Une équipe de physiciens suisses est parvenue à créer un cristal entièrement composé d’électrons. Bien que de telles structures aient été théorisées pendant des décennies, c’est la première fois qu’elles sont confirmées expérimentalement en laboratoire.
Une entreprise ardue
Normalement, les électrons se comportent plus ou moins comme un liquide, circulant librement dans un matériau. Mais en 1934, le physicien théoricien Eugene Wigner avait prédit qu’un groupe d’électrons pourrait se cristalliser sous une forme solide dans des conditions spécifiques, formant une phase connue aujourd’hui sous le nom de cristal de Wigner.
Pour que cela puisse se produire, un juste équilibre entre deux forces affectant les électrons était nécessaire : leur répulsion électrostatique et leur énergie de mouvement.

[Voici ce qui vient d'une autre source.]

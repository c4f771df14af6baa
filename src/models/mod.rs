//! Data model layer

pub mod node;
pub mod workspace_tree;

pub use node::{Node, NodeId, NodeKind, ROOT_ID};
pub use workspace_tree::{NodeRef, TreeError, TreeRow, WorkspaceTree};
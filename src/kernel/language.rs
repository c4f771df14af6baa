use serde::{Deserialize, Serialize};

/// Editor language tag derived from a file name.
///
/// Names without an extension, or with one that is not in the table, map to
/// [`LanguageTag::Cpp`] rather than to an "unknown" tag.
#[derive(Debug, Clone, Copy, PartialEq, Eq, Hash, Default, Serialize, Deserialize)]
#[serde(rename_all = "lowercase")]
pub enum LanguageTag {
    Python,
    C,
    #[default]
    Cpp,
    Java,
    JavaScript,
    TypeScript,
    Ruby,
    CSharp,
    Go,
    Rust,
    Php,
    Html,
    Css,
    Json,
    Markdown,
    PlainText,
}

impl LanguageTag {
    pub fn from_file_name(name: &str) -> Self {
        match extension(name) {
            Some(ext) => Self::from_extension(&ext).unwrap_or_default(),
            None => Self::default(),
        }
    }

    pub fn from_extension(ext: &str) -> Option<Self> {
        let tag = match ext.to_ascii_lowercase().as_str() {
            "py" => Self::Python,
            "c" => Self::C,
            "cpp" | "h" | "hpp" => Self::Cpp,
            "java" => Self::Java,
            "js" | "jsx" => Self::JavaScript,
            "ts" | "tsx" => Self::TypeScript,
            "rb" => Self::Ruby,
            "cs" => Self::CSharp,
            "go" => Self::Go,
            "rs" => Self::Rust,
            "php" => Self::Php,
            "html" => Self::Html,
            "css" => Self::Css,
            "json" => Self::Json,
            "md" => Self::Markdown,
            "txt" => Self::PlainText,
            _ => return None,
        };
        Some(tag)
    }

    pub fn as_str(self) -> &'static str {
        match self {
            Self::Python => "python",
            Self::C => "c",
            Self::Cpp => "cpp",
            Self::Java => "java",
            Self::JavaScript => "javascript",
            Self::TypeScript => "typescript",
            Self::Ruby => "ruby",
            Self::CSharp => "csharp",
            Self::Go => "go",
            Self::Rust => "rust",
            Self::Php => "php",
            Self::Html => "html",
            Self::Css => "css",
            Self::Json => "json",
            Self::Markdown => "markdown",
            Self::PlainText => "plaintext",
        }
    }
}

/// Lower-cased text after the last `.`, if the name has one.
fn extension(name: &str) -> Option<String> {
    let (_, ext) = name.rsplit_once('.')?;
    Some(ext.to_ascii_lowercase())
}

/// A language offered by the execution backend.
#[derive(Debug, Clone, PartialEq, Eq, Serialize, Deserialize)]
pub struct ExecutionLanguage {
    pub id: u32,
    pub name: String,
}

impl ExecutionLanguage {
    pub fn new(id: u32, name: impl Into<String>) -> Self {
        Self {
            id,
            name: name.into(),
        }
    }

    /// Extension used for new untitled files while this language is selected.
    pub fn default_extension(&self) -> &'static str {
        let name = self.name.to_ascii_lowercase();
        if name.contains("python") {
            "py"
        } else if name.contains("c++") {
            "cpp"
        } else if name.contains("c ") {
            "c"
        } else if name.contains("javascript") {
            "js"
        } else if name.contains("java") {
            "java"
        } else if name.contains("ruby") {
            "rb"
        } else if name.contains("c#") {
            "cs"
        } else if name.contains("go") {
            "go"
        } else if name.contains("rust") {
            "rs"
        } else if name.contains("php") {
            "php"
        } else {
            DEFAULT_EXTENSION
        }
    }
}

pub const DEFAULT_EXTENSION: &str = "cpp";
pub const DEFAULT_EXECUTION_LANGUAGE_ID: u32 = 54;

/// Languages assumed when the backend's language list cannot be fetched.
pub fn fallback_execution_languages() -> Vec<ExecutionLanguage> {
    vec![
        ExecutionLanguage::new(54, "C++ (GCC 14.1.0)"),
        ExecutionLanguage::new(50, "C (GCC 14.1.0)"),
        ExecutionLanguage::new(62, "Java (OpenJDK 17.0.3)"),
        ExecutionLanguage::new(71, "Python (3.10.4)"),
        ExecutionLanguage::new(63, "JavaScript (Node.js 18.2.0)"),
    ]
}

/// Picks the initial execution language: the saved choice, then the
/// configured id, then any GCC C++ entry, then the first entry.
pub fn pick_execution_language<'a>(
    languages: &'a [ExecutionLanguage],
    saved: Option<u32>,
    configured: Option<u32>,
) -> Option<&'a ExecutionLanguage> {
    let by_id = |id: u32| languages.iter().find(|lang| lang.id == id);
    saved
        .and_then(by_id)
        .or_else(|| configured.and_then(by_id))
        .or_else(|| {
            languages
                .iter()
                .find(|lang| lang.name.contains("C++ (GCC 14.1.0)"))
        })
        .or_else(|| languages.iter().find(|lang| lang.name.contains("C++ (GCC")))
        .or_else(|| languages.first())
}

/// Backend language whose name matches the file's extension, if any.
pub fn execution_language_for_file<'a>(
    languages: &'a [ExecutionLanguage],
    file_name: &str,
) -> Option<&'a ExecutionLanguage> {
    let hint = match extension(file_name).as_deref() {
        Some("py") => "Python",
        Some("c") => "C (",
        Some("java") => "Java",
        Some("js") => "JavaScript",
        Some("rb") => "Ruby",
        Some("cs") => "C#",
        Some("go") => "Go",
        Some("rs") => "Rust",
        Some("php") => "PHP",
        _ => "C++",
    };
    languages.iter().find(|lang| lang.name.contains(hint))
}

/// Starter content for a new file with the given extension.
pub fn starter_template(ext: &str) -> &'static str {
    match ext {
        "cpp" => CPP_TEMPLATE,
        "c" => {
            "#include <stdio.h>\n\nint main() {\n    // Your code here\n    printf(\"Hello, World!\\n\");\n    \n    return 0;\n}"
        }
        "py" => {
            "# Your Python code here\n\ndef main():\n    print(\"Hello, World!\")\n\nif __name__ == \"__main__\":\n    main()"
        }
        "java" => {
            "public class Main {\n    public static void main(String[] args) {\n        // Your code here\n        System.out.println(\"Hello, World!\");\n    }\n}"
        }
        "js" => {
            "// Your JavaScript code here\n\nfunction main() {\n    console.log(\"Hello, World!\");\n}\n\nmain();"
        }
        _ => "",
    }
}

pub const CPP_TEMPLATE: &str = "#include <bits/stdc++.h>\n\nusing namespace std;\n\nint main() {\n    // Your code here\n    cout << \"Hello, World!\" << endl;\n    \n    return 0;\n}";

#[cfg(test)]
#[path = "../../tests/unit/kernel/language.rs"]
mod tests;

Bien que cette dernière ait l’effet le plus puissant, faisant rebondir les électrons au hasard, Wigner estimait que la réduire suffisamment permettrait à la répulsion de prendre le dessus, et de figer les électrons sous la forme d’un réseau uniforme.
Mais cela s’est avéré plus délicat que prévu. La densité des électrons devait être abaissée au-delà d’un certain point, et il était également nécessaire de les confiner dans un « piège » et de les refroidir une fraction seulement au-dessus du zéro absolu, afin de réduire l’influence extérieure sur leur mouvement.

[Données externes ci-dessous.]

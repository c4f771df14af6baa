use super::*;

fn env<'a>(vars: &'a [(&'a str, &'a str)]) -> impl Fn(&str) -> Option<OsString> + 'a {
    move |name| {
        vars.iter()
            .find(|(key, _)| *key == name)
            .map(|(_, value)| OsString::from(*value))
    }
}

#[test]
fn configured_data_dir_wins() {
    let settings = Settings {
        data_dir: Some(PathBuf::from("/srv/codeplay")),
        ..Default::default()
    };
    assert_eq!(storage_dir(&settings), Some(PathBuf::from("/srv/codeplay")));
}

#[test]
fn default_dirs_live_under_app_dir() {
    if let Some(dir) = storage_dir(&Settings::default()) {
        assert!(dir.ends_with("codeplay/storage"));
    }
    if let Some(dir) = log_dir() {
        assert!(dir.ends_with("codeplay/logs"));
    }
}

#[test]
fn nothing_resolves_without_environment() {
    assert_eq!(platform_dir(Base::Data, env(&[])), None);
    assert_eq!(platform_dir(Base::Cache, env(&[])), None);
}

#[cfg(all(unix, not(target_os = "macos")))]
#[test]
fn xdg_dirs_win_over_home() {
    let vars = [
        ("HOME", "/home/dev"),
        ("XDG_DATA_HOME", "/xdg/data"),
        ("XDG_CACHE_HOME", ""),
    ];
    assert_eq!(
        platform_dir(Base::Data, env(&vars)),
        Some(PathBuf::from("/xdg/data"))
    );
    assert_eq!(
        platform_dir(Base::Cache, env(&vars)),
        Some(PathBuf::from("/home/dev/.cache"))
    );
}
//! The only place that writes into both the tree and the session for a single
//! logical action.
//!
//! Every operation validates before it mutates, so a failed call leaves the
//! tree, the session and the preferences exactly as they were. Each state
//! change queues an [`Effect::Persist`] for the storage key it touched.

use tracing::{debug, warn};

use super::language::{
    execution_language_for_file, fallback_execution_languages, pick_execution_language,
    starter_template, ExecutionLanguage, LanguageTag, DEFAULT_EXTENSION,
};
use super::preferences::LayoutPreferences;
use super::services::ports::storage::StorageKey;
use super::session::{EditorPane, OpenFile, Session, SessionError};
use super::{Action, Effect, WorkspaceState};
use crate::models::{NodeId, TreeError, WorkspaceTree};

#[derive(Debug, Clone, PartialEq, Eq, thiserror::Error)]
pub enum StoreError {
    #[error(transparent)]
    Tree(#[from] TreeError),
    #[error(transparent)]
    Session(#[from] SessionError),
}

impl StoreError {
    /// A move that would not change anything. Reported, but not a failure.
    pub fn is_noop(&self) -> bool {
        matches!(self, Self::Tree(TreeError::NoOp(_)))
    }
}

pub type Result<T> = std::result::Result<T, StoreError>;

#[derive(Debug, Default)]
pub struct DispatchResult {
    pub effects: Vec<Effect>,
    pub state_changed: bool,
    pub created: Option<NodeId>,
}

struct SelectionMark {
    active: NodeId,
    secondary: Option<NodeId>,
    split_view: bool,
    split_ratio: f32,
}

pub struct Store {
    state: WorkspaceState,
    languages: Vec<ExecutionLanguage>,
    pending: Vec<Effect>,
}
//! File logging for the binary.

use std::path::PathBuf;

use codeplay::kernel::services::adapters::log_dir;
use codeplay::kernel::services::ports::Settings;
use tracing_appender::non_blocking::WorkerGuard;
use tracing_appender::rolling::{RollingFileAppender, Rotation};
use tracing_subscriber::layer::SubscriberExt;
use tracing_subscriber::util::SubscriberInitExt;
use tracing_subscriber::EnvFilter;

const DEFAULT_FILTER: &str = "codeplay=info";

/// `RUST_LOG`, then the `log_filter` setting, then [`DEFAULT_FILTER`].
fn filter(settings: &Settings) -> EnvFilter {
    if let Ok(filter) = EnvFilter::try_from_default_env() {
        return filter;
    }
    settings
        .log_filter
        .as_deref()
        .and_then(|directive| EnvFilter::try_new(directive).ok())
        .unwrap_or_else(|| EnvFilter::new(DEFAULT_FILTER))
}

/// Daily `codeplay.<date>.log` in the first directory that accepts it.
fn appender() -> Option<(RollingFileAppender, PathBuf)> {
    let candidates = [log_dir(), Some(std::env::temp_dir().join("codeplay-logs"))];
    candidates.into_iter().flatten().find_map(|dir| {
        let appender = RollingFileAppender::builder()
            .rotation(Rotation::DAILY)
            .filename_prefix("codeplay")
            .filename_suffix("log")
            .build(&dir)
            .ok()?;
        Some((appender, dir))
    })
}

/// Installs the global subscriber. Logs go nowhere when no directory is
/// writable; the returned guard must outlive `main`'s work.
pub fn init(settings: &Settings) -> Option<WorkerGuard> {
    let (appender, dir) = appender()?;
    let (writer, guard) = tracing_appender::non_blocking(appender);

    tracing_subscriber::registry()
        .with(filter(settings))
        .with(
            tracing_subscriber::fmt::layer()
                .with_writer(writer)
                .with_ansi(false)
                .with_file(true)
                .with_line_number(true),
        )
        .try_init()
        .ok()?;

    std::panic::set_hook(Box::new(|info| tracing::error!(panic = %info, "panic")));
    tracing::info!(dir = %dir.display(), app = %settings.app_name, "logging to file");
    Some(guard)
}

Dans le cadre de travaux publiés dans la revue Nature, des physiciens de l’ETH Zurich sont parvenus à remplir toutes les conditions nécessaires à la création du fameux cristal. Une feuille de diséléniure de molybdène d’un atome d’épaisseur a été utilisée afin de confiner les électrons, limitant effectivement leurs mouvements à deux dimensions, tandis que le contrôle du nombre de ces particules dans ce semi-conducteur a impliqué son placement entre deux électrodes de graphène et l’application d’une tension précise. L’ensemble a ensuite été refroidi à un niveau proche du zéro absolu.
Des observations minutieuses
Une fois le cristal de Wigner obtenu, un autre défi attendait l’équipe : parvenir à l’observer. Infime, la distance séparant les électrons (environ 20 nanomètres) n’aurait pu être confirmée à l’aide de dispositifs conventionnels. Les chercheurs ont donc utilisé une nouvelle méthode indirecte, impliquant la projection d’une source lumineuse sur le matériau à une fréquence particulière pour stimuler les « excitons » du semi-conducteur, émettant de la lumière en retour.
Si des cristaux de Wigner étaient effectivement présents, les excitons devaient apparaître immobiles lorsqu’ils réfléchissaient la lumière.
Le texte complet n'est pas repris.